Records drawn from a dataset
----------------

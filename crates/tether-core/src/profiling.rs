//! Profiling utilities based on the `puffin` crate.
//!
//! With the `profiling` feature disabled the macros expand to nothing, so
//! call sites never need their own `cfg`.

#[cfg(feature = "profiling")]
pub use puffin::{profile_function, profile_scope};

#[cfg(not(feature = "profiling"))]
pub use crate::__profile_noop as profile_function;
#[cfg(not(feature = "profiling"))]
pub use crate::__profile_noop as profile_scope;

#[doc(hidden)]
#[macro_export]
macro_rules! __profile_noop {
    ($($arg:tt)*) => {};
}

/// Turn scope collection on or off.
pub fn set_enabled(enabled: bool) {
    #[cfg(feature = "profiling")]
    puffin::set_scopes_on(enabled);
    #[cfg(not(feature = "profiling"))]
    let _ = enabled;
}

----------------

### WORK TO BE COMPLETED
Determine the number of lines in the entries that contain "puffin", then write that number alone.

### RESPONSE AREA
3